▶ EXERCISE INSTRUCTIONS: The entire set of lines below should be copied exactly.

[Collected data entries]
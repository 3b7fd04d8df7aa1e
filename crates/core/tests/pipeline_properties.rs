use chrono::NaiveDate;
use rust_decimal::Decimal;
use rust_decimal_macros::dec;
use trade_etl_core::{
    AggregationKey, ClientType, FillValue, NullTimestampPolicy, Pipeline, PipelineConfig,
    PipelineError, RankLevel, RawTrade,
};

fn row(
    ts: &str,
    user: &str,
    client: &str,
    symbol: &str,
    price: &str,
    qty: &str,
    pnl: &str,
) -> RawTrade {
    RawTrade {
        timestamp: Some(ts.to_string()),
        user_id: Some(user.to_string()),
        client_type: Some(client.to_string()),
        symbol: Some(symbol.to_string()),
        side: Some("buy".to_string()),
        price: Some(price.to_string()),
        quantity: Some(qty.to_string()),
        pnl: Some(pnl.to_string()),
    }
}

fn week(y: i32, m: u32, d: u32) -> NaiveDate {
    NaiveDate::from_ymd_opt(y, m, d).unwrap()
}

fn sample_batch() -> Vec<RawTrade> {
    vec![
        row("2025-03-03 09:00:00", "alice", "bronze", "aapl", "10", "5", "1"),
        row("2025-03-04 10:30:00", "alice", "bronze", "AAPL", "20", "1", "-2"),
        row("2025-03-05 11:00:00", "bob", "bronze", "MSFT", "300", "1", "4"),
        row("2025-03-10 12:00:00", "carol", "gold", "MSFT", "310", "2", ""),
        row("2025-03-11 13:00:00", "dave", "silver", "TSLA", "200", "1", "7"),
        row("2025-03-12 14:00:00", "erin", "bronze", "TSLA", "abc", "1", "0"),
        row("2025-03-12 15:00:00", "frank", "bronze", "TSLA", "150", "-1", "0"),
        row("", "gina", "bronze", "AAPL", "12", "3", "2"),
    ]
}

fn config(policy: NullTimestampPolicy) -> PipelineConfig {
    PipelineConfig {
        null_timestamp_policy: policy,
        ..PipelineConfig::default()
    }
}

#[test]
fn trade_counts_sum_to_accepted_trades() {
    let report = Pipeline::new(PipelineConfig::default())
        .run(&sample_batch())
        .unwrap();

    assert_eq!(report.stats.accepted, 5);
    assert_eq!(report.table.total_trades(), report.stats.accepted as u64);
    assert_eq!(
        report.stats.accepted + report.stats.rejected(),
        report.stats.total_rows
    );
    assert!(report.table.iter().all(|(_, m)| m.trade_count >= 1));
}

#[test]
fn volume_and_unweighted_mean_reconstruct_from_members() {
    let report = Pipeline::new(PipelineConfig::default())
        .run(&sample_batch())
        .unwrap();

    let key = AggregationKey {
        week_start: week(2025, 3, 3),
        client_type: ClientType::Bronze,
        user_id: "alice".to_string(),
        symbol: "AAPL".to_string(),
    };
    let metrics = report.table.get(&key).unwrap();

    assert_eq!(metrics.trade_count, 2);
    assert_eq!(metrics.total_volume, dec!(70));
    // (10 + 20) / 2, not (10*5 + 20*1) / 6
    assert_eq!(metrics.avg_price, dec!(15));
    assert_eq!(metrics.total_pnl, Some(dec!(-1)));
}

#[test]
fn repeated_runs_are_identical() {
    let pipeline = Pipeline::new(PipelineConfig::default());
    let first = pipeline.run(&sample_batch()).unwrap();
    let second = pipeline.run(&sample_batch()).unwrap();
    assert_eq!(first, second);
}

fn three_rows_one_null() -> Vec<RawTrade> {
    vec![
        row("2025-03-05 10:00:00", "u1", "bronze", "AAPL", "10", "1", "1"),
        row("", "u2", "bronze", "AAPL", "20", "1", "1"),
        row("2025-03-12 10:00:00", "u3", "bronze", "AAPL", "30", "1", "1"),
    ]
}

#[test]
fn null_timestamp_drop_policy() {
    let report = Pipeline::new(config(NullTimestampPolicy::Drop))
        .run(&three_rows_one_null())
        .unwrap();
    assert_eq!(report.table.total_trades(), 2);
    assert_eq!(report.stats.null_timestamp_dropped, 1);
}

#[test]
fn null_timestamp_fill_policy_groups_into_earliest_week() {
    let policy = NullTimestampPolicy::Fill(FillValue::EarliestObserved);
    let report = Pipeline::new(config(policy))
        .run(&three_rows_one_null())
        .unwrap();

    assert_eq!(report.table.total_trades(), 3);
    let filled = AggregationKey {
        week_start: week(2025, 3, 3),
        client_type: ClientType::Bronze,
        user_id: "u2".to_string(),
        symbol: "AAPL".to_string(),
    };
    assert_eq!(report.table.get(&filled).unwrap().trade_count, 1);
}

#[test]
fn null_timestamp_error_policy_is_fatal() {
    let result = Pipeline::new(config(NullTimestampPolicy::Error)).run(&three_rows_one_null());
    match result {
        Err(PipelineError::Validation { policy, count, rows }) => {
            assert_eq!(policy, "error");
            assert_eq!(count, 1);
            assert_eq!(rows, vec![2]);
        }
        other => panic!("expected validation error, got {other:?}"),
    }
}

fn bronze_rows(volumes: &[u32], pnls: &[i32]) -> Vec<RawTrade> {
    volumes
        .iter()
        .zip(pnls)
        .enumerate()
        .map(|(i, (volume, pnl))| {
            row(
                "2025-03-04",
                &format!("user{i}"),
                "bronze",
                "AAPL",
                &volume.to_string(),
                "1",
                &pnl.to_string(),
            )
        })
        .collect()
}

#[test]
fn ranker_breaks_volume_ties_on_pnl() {
    let rows = bronze_rows(&[100, 100, 90, 80, 70], &[5, 10, 1, 2, 3]);
    let report = Pipeline::new(PipelineConfig::default()).run(&rows).unwrap();

    let ranked: Vec<(Decimal, Option<Decimal>)> = report
        .ranked
        .iter()
        .map(|e| (e.total_volume, e.total_pnl))
        .collect();
    assert_eq!(
        ranked,
        vec![
            (dec!(100), Some(dec!(10))),
            (dec!(100), Some(dec!(5))),
            (dec!(90), Some(dec!(1))),
        ]
    );
}

#[test]
fn ranker_returns_fewer_than_k_without_error() {
    let rows = bronze_rows(&[100, 50], &[1, 1]);
    let report = Pipeline::new(PipelineConfig::default()).run(&rows).unwrap();
    assert_eq!(report.ranked.len(), 2);
}

#[test]
fn disabling_pnl_removes_column_and_pnl_tie_break() {
    let rows = bronze_rows(&[100, 100, 90], &[5, 10, 1]);
    let report = Pipeline::new(PipelineConfig {
        enable_pnl: false,
        ..PipelineConfig::default()
    })
    .run(&rows)
    .unwrap();

    assert!(!report.table.pnl_enabled());
    assert!(report.table.iter().all(|(_, m)| m.total_pnl.is_none()));
    // user0 and user1 tie on volume; without PnL the user id decides
    assert_eq!(report.ranked[0].user_id, "user0");
    assert_eq!(report.ranked[1].user_id, "user1");
    assert!(report.ranked.iter().all(|e| e.total_pnl.is_none()));
}

#[test]
fn client_level_ranking_matches_per_user_totals() {
    let report = Pipeline::new(PipelineConfig {
        rank_level: RankLevel::Client,
        ..PipelineConfig::default()
    })
    .run(&sample_batch())
    .unwrap();

    let users: Vec<&str> = report.ranked.iter().map(|e| e.user_id.as_str()).collect();
    assert_eq!(users, vec!["bob", "alice"]);
    assert_eq!(report.ranked[1].total_volume, dec!(70));
}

▶ RESPONSE TO THE TASK:
repository 3b7fd04d8df7aa1e
filename crates/core/tests/pipeline_properties.rs
use chrono::NaiveDate;
use rust_decimal::Decimal;
use rust_decimal_macros::dec;
use trade_etl_core::{
    AggregationKey, ClientType, FillValue, NullTimestampPolicy, Pipeline, PipelineConfig,
    PipelineError, RankLevel, RawTrade,
};

fn row(
    ts: &str,
    user: &str,
    client: &str,
    symbol: &str,
    price: &str,
    qty: &str,
    pnl: &str,
) -> RawTrade {
    RawTrade {
        timestamp: Some(ts.to_string()),
        user_id: Some(user.to_string()),
        client_type: Some(client.to_string()),
        symbol: Some(symbol.to_string()),
        side: Some("buy".to_string()),
        price: Some(price.to_string()),
        quantity: Some(qty.to_string()),
        pnl: Some(pnl.to_string()),
    }
}

fn week(y: i32, m: u32, d: u32) -> NaiveDate {
    NaiveDate::from_ymd_opt(y, m, d).unwrap()
}

fn sample_batch() -> Vec<RawTrade> {
    vec![
        row("2025-03-03 09:00:00", "alice", "bronze", "aapl", "10", "5", "1"),
        row("2025-03-04 10:30:00", "alice", "bronze", "AAPL", "20", "1", "-2"),
        row("2025-03-05 11:00:00", "bob", "bronze", "MSFT", "300", "1", "4"),
        row("2025-03-10 12:00:00", "carol", "gold", "MSFT", "310", "2", ""),
        row("2025-03-11 13:00:00", "dave", "silver", "TSLA", "200", "1", "7"),
        row("2025-03-12 14:00:00", "erin", "bronze", "TSLA", "abc", "1", "0"),
        row("2025-03-12 15:00:00", "frank", "bronze", "TSLA", "150", "-1", "0"),
        row("", "gina", "bronze", "AAPL", "12", "3", "2"),
    ]
}

fn config(policy: NullTimestampPolicy) -> PipelineConfig {
    PipelineConfig {
        null_timestamp_policy: policy,
        ..PipelineConfig::default()
    }
}

#[test]
fn trade_counts_sum_to_accepted_trades() {
    let report = Pipeline::new(PipelineConfig::default())
        .run(&sample_batch())
        .unwrap();

    assert_eq!(report.stats.accepted, 5);
    assert_eq!(report.table.total_trades(), report.stats.accepted as u64);
    assert_eq!(
        report.stats.accepted + report.stats.rejected(),
        report.stats.total_rows
    );
    assert!(report.table.iter().all(|(_, m)| m.trade_count >= 1));
}

#[test]
fn volume_and_unweighted_mean_reconstruct_from_members() {
    let report = Pipeline::new(PipelineConfig::default())
        .run(&sample_batch())
        .unwrap();

    let key = AggregationKey {
        week_start: week(2025, 3, 3),
        client_type: ClientType::Bronze,
        user_id: "alice".to_string(),
        symbol: "AAPL".to_string(),
    };
    let metrics = report.table.get(&key).unwrap();

    assert_eq!(metrics.trade_count, 2);
    assert_eq!(metrics.total_volume, dec!(70));
    // (10 + 20) / 2, not (10*5 + 20*1) / 6
    assert_eq!(metrics.avg_price, dec!(15));
    assert_eq!(metrics.total_pnl, Some(dec!(-1)));
}

#[test]
fn repeated_runs_are_identical() {
    let pipeline = Pipeline::new(PipelineConfig::default());
    let first = pipeline.run(&sample_batch()).unwrap();
    let second = pipeline.run(&sample_batch()).unwrap();
    assert_eq!(first, second);
}

fn three_rows_one_null() -> Vec<RawTrade> {
    vec![
        row("2025-03-05 10:00:00", "u1", "bronze", "AAPL", "10", "1", "1"),
        row("", "u2", "bronze", "AAPL", "20", "1", "1"),
        row("2025-03-12 10:00:00", "u3", "bronze", "AAPL", "30", "1", "1"),
    ]
}

#[test]
fn null_timestamp_drop_policy() {
    let report = Pipeline::new(config(NullTimestampPolicy::Drop))
        .run(&three_rows_one_null())
        .unwrap();
    assert_eq!(report.table.total_trades(), 2);
    assert_eq!(report.stats.null_timestamp_dropped, 1);
}

#[test]
fn null_timestamp_fill_policy_groups_into_earliest_week() {
    let policy = NullTimestampPolicy::Fill(FillValue::EarliestObserved);
    let report = Pipeline::new(config(policy))
        .run(&three_rows_one_null())
        .unwrap();

    assert_eq!(report.table.total_trades(), 3);
    let filled = AggregationKey {
        week_start: week(2025, 3, 3),
        client_type: ClientType::Bronze,
        user_id: "u2".to_string(),
        symbol: "AAPL".to_string(),
    };
    assert_eq!(report.table.get(&filled).unwrap().trade_count, 1);
}

#[test]
fn null_timestamp_error_policy_is_fatal() {
    let result = Pipeline::new(config(NullTimestampPolicy::Error)).run(&three_rows_one_null());
    match result {
        Err(PipelineError::Validation { policy, count, rows }) => {
            assert_eq!(policy, "error");
            assert_eq!(count, 1);
            assert_eq!(rows, vec![2]);
        }
        other => panic!("expected validation error, got {other:?}"),
    }
}

fn bronze_rows(volumes: &[u32], pnls: &[i32]) -> Vec<RawTrade> {
    volumes
        .iter()
        .zip(pnls)
        .enumerate()
        .map(|(i, (volume, pnl))| {
            row(
                "2025-03-04",
                &format!("user{i}"),
                "bronze",
                "AAPL",
                &volume.to_string(),
                "1",
                &pnl.to_string(),
            )
        })
        .collect()
}

#[test]
fn ranker_breaks_volume_ties_on_pnl() {
    let rows = bronze_rows(&[100, 100, 90, 80, 70], &[5, 10, 1, 2, 3]);
    let report = Pipeline::new(PipelineConfig::default()).run(&rows).unwrap();

    let ranked: Vec<(Decimal, Option<Decimal>)> = report
        .ranked
        .iter()
        .map(|e| (e.total_volume, e.total_pnl))
        .collect();
    assert_eq!(
        ranked,
        vec![
            (dec!(100), Some(dec!(10))),
            (dec!(100), Some(dec!(5))),
            (dec!(90), Some(dec!(1))),
        ]
    );
}

#[test]
fn ranker_returns_fewer_than_k_without_error() {
    let rows = bronze_rows(&[100, 50], &[1, 1]);
    let report = Pipeline::new(PipelineConfig::default()).run(&rows).unwrap();
    assert_eq!(report.ranked.len(), 2);
}

#[test]
fn disabling_pnl_removes_column_and_pnl_tie_break() {
    let rows = bronze_rows(&[100, 100, 90], &[5, 10, 1]);
    let report = Pipeline::new(PipelineConfig {
        enable_pnl: false,
        ..PipelineConfig::default()
    })
    .run(&rows)
    .unwrap();

    assert!(!report.table.pnl_enabled());
    assert!(report.table.iter().all(|(_, m)| m.total_pnl.is_none()));
    // user0 and user1 tie on volume; without PnL the user id decides
    assert_eq!(report.ranked[0].user_id, "user0");
    assert_eq!(report.ranked[1].user_id, "user1");
    assert!(report.ranked.iter().all(|e| e.total_pnl.is_none()));
}

#[test]
fn client_level_ranking_matches_per_user_totals() {
    let report = Pipeline::new(PipelineConfig {
        rank_level: RankLevel::Client,
        ..PipelineConfig::default()
    })
    .run(&sample_batch())
    .unwrap();

    let users: Vec<&str> = report.ranked.iter().map(|e| e.user_id.as_str()).collect();
    assert_eq!(users, vec!["bob", "alice"]);
    assert_eq!(report.ranked[1].total_volume, dec!(70));
}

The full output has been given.